*** Given records Section Begins ***
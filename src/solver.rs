//! `SolverFacade`: the single public entry point. Validates input,
//! builds the `SampleSet`, dispatches the `WorkerPool` (or runs the scan
//! inline when `use_workers` is false, or unconditionally on `wasm32`
//! where `std::thread::spawn` is unavailable), and finalizes ordering.
//!
//! Mirrors the teacher's `Analysis`/`CLI` split (`src/analysis/cli.rs`,
//! `src/analysis/analysis.rs`): a thin orchestration type wrapping a
//! lower-level engine, never failing across the host boundary.

use crate::cancel::CancelToken;
use crate::error::SolverError;
use crate::hash::HashVersion;
use crate::sample::{Placement, SampleSet};
use crate::scan::{Match, ScanMode, SearchBox};
use crate::workers::{worker_count, WorkerPool};
use std::sync::Arc;

pub const MATCH_HARD_CAP: usize = 2000;
const MAX_RADIUS: u32 = 50_000;
const MAX_RESULTS_CEILING: usize = 50;

/// Everything the host supplies to start a scan — `spec.md` §6's
/// "Scan parameters".
#[derive(Debug, Clone, Copy)]
pub struct ScanParams {
    pub center_x: f64,
    pub center_z: f64,
    pub radius: u32,
    pub y_min: i32,
    pub y_max: i32,
    pub version: HashVersion,
    pub mode: RequestedMode,
    pub max_results: usize,
    pub use_workers: bool,
}

#[derive(Debug, Clone, Copy)]
pub enum RequestedMode {
    Strict,
    Scored { tol: u8, max_score: u32 },
}

impl ScanParams {
    /// Clamps `radius` into `[0, 50_000]` and `tol` into `[0, 2]` per
    /// `spec.md` §7, then rejects anything still invalid.
    fn validated(mut self) -> Result<(Self, Vec<String>), SolverError> {
        let mut notes = Vec::new();

        if self.radius > MAX_RADIUS {
            notes.push(format!(
                "radius {} clamped to {}",
                self.radius, MAX_RADIUS
            ));
            self.radius = MAX_RADIUS;
        }

        if let RequestedMode::Scored { tol, .. } = &mut self.mode {
            if *tol > 2 {
                notes.push(format!("tol {} clamped to 2", tol));
                *tol = 2;
            }
        }

        if self.y_min > self.y_max {
            return Err(SolverError::InvalidParameter(format!(
                "yMin {} > yMax {}",
                self.y_min, self.y_max
            )));
        }

        if self.max_results == 0 || self.max_results > MAX_RESULTS_CEILING {
            return Err(SolverError::InvalidParameter(format!(
                "maxResults {} outside [1, {}]",
                self.max_results, MAX_RESULTS_CEILING
            )));
        }

        Ok((self, notes))
    }

    fn search_box(&self) -> SearchBox {
        let x_lo = (self.center_x - self.radius as f64).floor() as i32;
        let x_hi = (self.center_x + self.radius as f64).floor() as i32;
        let z_lo = (self.center_z - self.radius as f64).floor() as i32;
        let z_hi = (self.center_z + self.radius as f64).floor() as i32;
        let (y_lo, y_hi) = (self.y_min.min(self.y_max), self.y_min.max(self.y_max));
        SearchBox { x_lo, x_hi, y_lo, y_hi, z_lo, z_hi, version: self.version }
    }

    fn scan_mode(&self) -> ScanMode {
        match self.mode {
            RequestedMode::Strict => ScanMode::Strict,
            RequestedMode::Scored { tol, max_score } => ScanMode::Scored { tol, max_score },
        }
    }
}

/// What `crack` hands back. Never an error: a missing sample count or
/// a hit cap surfaces as `warning`, per `spec.md` §7.
#[derive(Debug, Clone, Default)]
pub struct SolverResult {
    pub matches: Vec<Match>,
    pub warning: Option<String>,
}

pub struct Solver;

impl Solver {
    /// Runs one full scan: validate, build samples, partition, launch
    /// workers (or scan inline), aggregate, sort, truncate.
    pub fn crack(
        placements: &[Placement],
        params: ScanParams,
        cancel: CancelToken,
        mut on_progress: impl FnMut(u64, u64),
    ) -> SolverResult {
        let set = match SampleSet::build(placements) {
            Ok(set) => set,
            Err(SolverError::InsufficientSamples(n)) => {
                return SolverResult {
                    matches: Vec::new(),
                    warning: Some(format!("need \u{2265} 2 samples, got {n}")),
                };
            }
            Err(other) => {
                return SolverResult { matches: Vec::new(), warning: Some(other.to_string()) };
            }
        };

        let (params, mut notes) = match params.validated() {
            Ok(v) => v,
            Err(e) => return SolverResult { matches: Vec::new(), warning: Some(e.to_string()) },
        };

        let box_ = params.search_box();
        let mode = params.scan_mode();
        let set = Arc::new(set);

        // `std::thread::spawn` is not supported on `wasm32-unknown-unknown`
        // and panics at runtime. `wasm.rs` is the only host boundary this
        // crate ships through, so `use_workers` is always overridden to
        // the single-threaded fallback there, per spec.md §4.6.
        let use_workers = params.use_workers && !cfg!(target_arch = "wasm32");

        let outcome = if use_workers {
            let hw = hardware_concurrency();
            let n = worker_count(hw, params.version, box_.x_count());
            WorkerPool::run(&box_, n, set, mode, MATCH_HARD_CAP, cancel, |done, total| {
                on_progress(done, total)
            })
        } else {
            let scan_outcome = crate::scan::scan(&box_, &set, mode, MATCH_HARD_CAP, &cancel, |done| {
                on_progress(done, box_.candidate_count());
            });
            crate::workers::WorkerPoolOutcome {
                matches: scan_outcome.matches,
                done: scan_outcome.done,
                hit_cap: scan_outcome.hit_cap,
                cancelled: scan_outcome.cancelled,
            }
        };

        let matches =
            finalize_matches(outcome.matches, outcome.hit_cap, mode, params.max_results, &mut notes);

        if outcome.cancelled {
            notes.push("scan cancelled before completion; results are partial".to_string());
        }

        SolverResult {
            matches,
            warning: if notes.is_empty() { None } else { Some(notes.join("; ")) },
        }
    }
}

/// Sorts the merged matches into the contractual order, enforces the
/// global `MATCH_HARD_CAP` safety ceiling, and truncates to
/// `max_results`. §4.7 step 7 sets the "match cap reached" warning only
/// when `hitCap` was actually observed — either because a worker capped
/// its own stripe, or because the *merged* buffer across all stripes
/// still exceeds `MATCH_HARD_CAP` even when no single stripe did — never
/// merely because `max_results` (≤ 50) trimmed an ordinary result set.
fn finalize_matches(
    mut matches: Vec<Match>,
    worker_hit_cap: bool,
    mode: ScanMode,
    max_results: usize,
    notes: &mut Vec<String>,
) -> Vec<Match> {
    match mode {
        ScanMode::Strict => matches.sort_by_key(|m| (m.x, m.z, m.y)),
        ScanMode::Scored { .. } => {
            matches.sort_by_key(|m| (m.score.unwrap_or(u32::MAX), m.x, m.z, m.y))
        }
    }

    // §5's global safety ceiling is independent of any one worker's
    // per-stripe cap: with N stripes each capped at MATCH_HARD_CAP, the
    // merged buffer can still reach N*MATCH_HARD_CAP, so the facade
    // enforces the shared ceiling itself here.
    let collected = matches.len();
    let global_hit_cap = collected > MATCH_HARD_CAP;
    matches.truncate(MATCH_HARD_CAP);

    if worker_hit_cap || global_hit_cap {
        notes.push(format!(
            "match cap reached ({collected} collected, {MATCH_HARD_CAP} hard cap)"
        ));
    }

    matches.truncate(max_results);
    matches
}

#[cfg(feature = "native")]
fn hardware_concurrency() -> usize {
    num_cpus::get()
}

#[cfg(not(feature = "native"))]
fn hardware_concurrency() -> usize {
    1
}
*** Given records Section Ends ***
Activity
Go through the records and show every line with the string "only" in it.

Result for this exercise
        // and panics at runtime. `wasm.rs` is the only host boundary this
/// `max_results`. §4.7 step 7 sets the "match cap reached" warning only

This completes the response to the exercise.